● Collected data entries
• • •

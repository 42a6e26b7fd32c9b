//! Button Layout
//!
//! Computes button bounds from label measurements. Anchors are fixed top-left
//! positions supplied by the caller; buttons are not auto-stacked.

use crate::geometry::{hit_test, Bounds};
use crate::input::MenuAction;
use sdl2::rect::Point;
use serde::{Deserialize, Serialize};

/// Padding added to each axis of the measured label size
pub const BUTTON_PADDING: u32 = 20;

/// How button sizes are derived from label measurements
#[derive(Debug, Clone, Copy, PartialEq, Eq, Default, Serialize, Deserialize)]
#[serde(rename_all = "snake_case")]
pub enum SizingMode {
    /// Every button takes the padded size of the first label.
    ///
    /// Later labels may be wider than their button ("High Scores" vs
    /// "Play Game"); this is how the menu has always been laid out.
    #[default]
    FirstLabel,
    /// Every button takes the padded size of the widest and tallest label
    LongestLabel,
    /// Each button is sized from its own label
    PerButton,
}

/// A laid-out button, stored by the host and passed back each frame
#[derive(Debug, Clone, PartialEq, Eq)]
pub struct ButtonSpec {
    pub bounds: Bounds,
    pub label: String,
    pub action: MenuAction,
}

/// Declarative input to the layout: what to show, what it does, where it goes
#[derive(Debug, Clone, PartialEq, Eq)]
pub struct ButtonTemplate {
    pub label: String,
    pub action: MenuAction,
    pub anchor: (i32, i32),
}

impl ButtonTemplate {
    pub fn new(label: &str, action: MenuAction, anchor: (i32, i32)) -> Self {
        ButtonTemplate {
            label: label.to_string(),
            action,
            anchor,
        }
    }
}

/// The standard Play / High Scores / Quit column
pub fn main_menu_templates(anchors: &[(i32, i32); 3]) -> Vec<ButtonTemplate> {
    vec![
        ButtonTemplate::new("Play Game", MenuAction::StartGame, anchors[0]),
        ButtonTemplate::new("High Scores", MenuAction::ShowHighScores, anchors[1]),
        ButtonTemplate::new("Quit", MenuAction::Quit, anchors[2]),
    ]
}

/// Lays out buttons using a caller-supplied text measurement
#[derive(Debug, Clone, Copy, PartialEq, Eq)]
pub struct ButtonLayout {
    pub padding: u32,
    pub sizing: SizingMode,
}

impl Default for ButtonLayout {
    fn default() -> Self {
        ButtonLayout {
            padding: BUTTON_PADDING,
            sizing: SizingMode::default(),
        }
    }
}

impl ButtonLayout {
    pub fn new(padding: u32, sizing: SizingMode) -> Self {
        ButtonLayout { padding, sizing }
    }

    /// Computes bounds for every template, in template order.
    ///
    /// `measure` returns a label's (width, height) in layout units. It is
    /// called once per label regardless of sizing mode.
    pub fn compute<F>(&self, templates: &[ButtonTemplate], measure: F) -> Vec<ButtonSpec>
    where
        F: Fn(&str) -> (u32, u32),
    {
        let sizes: Vec<(u32, u32)> = templates.iter().map(|t| measure(&t.label)).collect();

        let shared = match self.sizing {
            SizingMode::FirstLabel => sizes.first().copied(),
            SizingMode::LongestLabel => sizes
                .iter()
                .copied()
                .reduce(|(w1, h1), (w2, h2)| (w1.max(w2), h1.max(h2))),
            SizingMode::PerButton => None,
        };

        templates
            .iter()
            .zip(&sizes)
            .map(|(template, &own)| {
                let (width, height) = shared.unwrap_or(own);
                ButtonSpec {
                    bounds: Bounds::new(
                        template.anchor.0,
                        template.anchor.1,
                        padded(width, self.padding),
                        padded(height, self.padding),
                    ),
                    label: template.label.clone(),
                    action: template.action,
                }
            })
            .collect()
    }
}

/// Adds padding to a measured length, saturating at `i32::MAX`
fn padded(length: u32, padding: u32) -> i32 {
    i32::try_from(length.saturating_add(padding)).unwrap_or(i32::MAX)
}

/// First button, in declaration order, whose bounds contain `point`
pub fn button_at(buttons: &[ButtonSpec], point: Point) -> Option<&ButtonSpec> {
    buttons.iter().find(|button| hit_test(point, &button.bounds))
}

• • •

● What to produce
In the entries above, find each line that has the word "order". Copy it.

● Written solution
    /// Computes bounds for every template, in template order.
/// First button, in declaration order, whose bounds contain `point`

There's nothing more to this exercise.